Just verified this is also the case with at least some AWS-hosted servers. Coupled with the fact that many people simply ignore the MITM warning that SSH throws, this is scary stuff.
Curious. I just upgraded a small server to a medium, detaching the existing volume and reattaching it to the new instance, and it has given me a new fingerprint.
unfortunately, devops (like me) need to ignore these as part of our work system.
i need to automate deployment / reprovisioning of 30 digital ocean servers. as reprovisionined servers frequently use the same ip address, i always run into this. for me I had to disable the check :(
Part of automating deployment is automating key management. Ignoring host key checks is the worst possible solution.
You're actually better off just baking a shared key into your image. So long as it's a key you generated yourself (not like this Digital Ocean scenario, where the key came from the cloud host), only someone who has already rooted one server can successfully MITM your SSH connections.
Whereas if you ignore host key checks entirely, anyone who gains control of one network hop between you and your servers can own you.

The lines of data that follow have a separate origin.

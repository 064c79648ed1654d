//! Installs a small, known seccomp filter. Used by the real-process tests.
//!
//! Usage: `filterscope-fixture <seccomp|prctl> <address-file>`
//!
//! The address of the `sock_fprog` handed to the kernel is written to
//! `address-file` before the install call, so a supervisor can compare it
//! with the pointer it intercepted. The filter allows everything except
//! `getpid`, which fails with `EPERM`.

#![allow(unsafe_code, clippy::print_stderr)]

use std::process::ExitCode;

#[cfg(target_os = "linux")]
fn main() -> ExitCode {
    use filterscope_trace::signature::SECCOMP_MODE_FILTER;

    /// `SECCOMP_SET_MODE_FILTER` operation of `seccomp(2)`.
    const SET_MODE_FILTER: u64 = 1;

    let mut args = std::env::args().skip(1);
    let (Some(mode), Some(address_file)) = (args.next(), args.next()) else {
        eprintln!("usage: filterscope-fixture <seccomp|prctl> <address-file>");
        return ExitCode::FAILURE;
    };

    let mut filter = [
        libc::sock_filter { code: 0x20, jt: 0, jf: 0, k: 0 },
        libc::sock_filter { code: 0x15, jt: 0, jf: 1, k: 39 },
        libc::sock_filter { code: 0x06, jt: 0, jf: 0, k: 0x0005_0001 },
        libc::sock_filter { code: 0x06, jt: 0, jf: 0, k: 0x7fff_0000 },
    ];
    let prog = libc::sock_fprog {
        len: 4,
        filter: filter.as_mut_ptr(),
    };
    let prog_ptr = std::ptr::addr_of!(prog);

    if let Err(err) = std::fs::write(&address_file, (prog_ptr as usize).to_string()) {
        eprintln!("cannot write {address_file}: {err}");
        return ExitCode::FAILURE;
    }

    // SAFETY: `prog` and `filter` outlive both calls, and the kernel only
    // reads through the pointer.
    let rc = unsafe {
        if libc::prctl(libc::PR_SET_NO_NEW_PRIVS, 1_u64, 0_u64, 0_u64, 0_u64) != 0 {
            eprintln!("PR_SET_NO_NEW_PRIVS: {}", std::io::Error::last_os_error());
            return ExitCode::FAILURE;
        }
        match mode.as_str() {
            "seccomp" => libc::syscall(libc::SYS_seccomp, SET_MODE_FILTER, 0_u64, prog_ptr),
            "prctl" => libc::c_long::from(libc::prctl(
                libc::PR_SET_SECCOMP,
                SECCOMP_MODE_FILTER,
                prog_ptr,
            )),
            other => {
                eprintln!("unknown install call: {other}");
                return ExitCode::FAILURE;
            }
        }
    };
    if rc == 0 {
        ExitCode::SUCCESS
    } else {
        eprintln!("install failed: {}", std::io::Error::last_os_error());
        ExitCode::FAILURE
    }
}

#[cfg(not(target_os = "linux"))]
fn main() -> ExitCode {
    eprintln!("filterscope-fixture requires Linux");
    ExitCode::FAILURE
}
//! # filterscope
//!
//! Launches a program under ptrace, waits for it to install a seccomp
//! filter, and prints that filter as annotated BPF.

#![cfg_attr(test, allow(clippy::expect_used, clippy::unwrap_used))]

mod commands;
mod output;

use std::process::ExitCode;

use clap::Parser;

use crate::commands::Cli;

fn main() -> ExitCode {
    tracing_subscriber::fmt()
        .with_env_filter(tracing_subscriber::EnvFilter::from_default_env())
        .with_writer(std::io::stderr)
        .init();

    let cli = match Cli::try_parse() {
        Ok(cli) => cli,
        Err(err) => {
            let _ = err.print();
            // --help and --version are not usage errors.
            return if err.use_stderr() {
                ExitCode::FAILURE
            } else {
                ExitCode::SUCCESS
            };
        }
    };

    match commands::execute(cli) {
        Ok(code) => code,
        Err(err) => {
            #[allow(clippy::print_stderr)]
            {
                eprintln!("error: {err:#}");
            }
            ExitCode::FAILURE
        }
    }
}
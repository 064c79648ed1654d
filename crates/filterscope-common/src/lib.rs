//! # filterscope-common
//!
//! Shared types, error definitions, run configuration and constants
//! used across the filterscope workspace.
//!
//! This crate is the leaf of the dependency graph. It depends on no other
//! internal crate and carries no platform-specific code, so the decoding
//! crates can be tested anywhere.

pub mod config;
pub mod constants;
pub mod error;
pub mod types;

By disabling that check, you are destroying a huge component of the security that SSH provides. Perhaps you could clean up the authorized_keys file as part of your teardown script?
I've ended up in this situation too. We migrate between datacenters with duplicate hosts fairly frequently at my primary place of employment, and best practice is to use the cname of the service to access the server currently acting as the primary for it (e.g. foo.bar.com as opposed to foo.datacenter.bar.com). That leaves me with a lot of foo.bar.com entries to clean out of known_hosts, or a lot of spurious MITM errors.
What I've done is added a whitelist to my .ssh/config to disable the alerts only for those hosts. The foo.datacenter.bar.com address (which I use often enough, usually when migrating it between datacenters) still alerts.
And yes, I know I'm living in the 90s what with my datacenters and whatnot. They're kind of like regions... what? Oh... why, you... You kids, get off my lawn!
I ran into this issue as well. As the person below mentioned, make this part of your teardown script. You can use ssh-keygen -R hostname to remove host from ~/.ssh/known_hosts.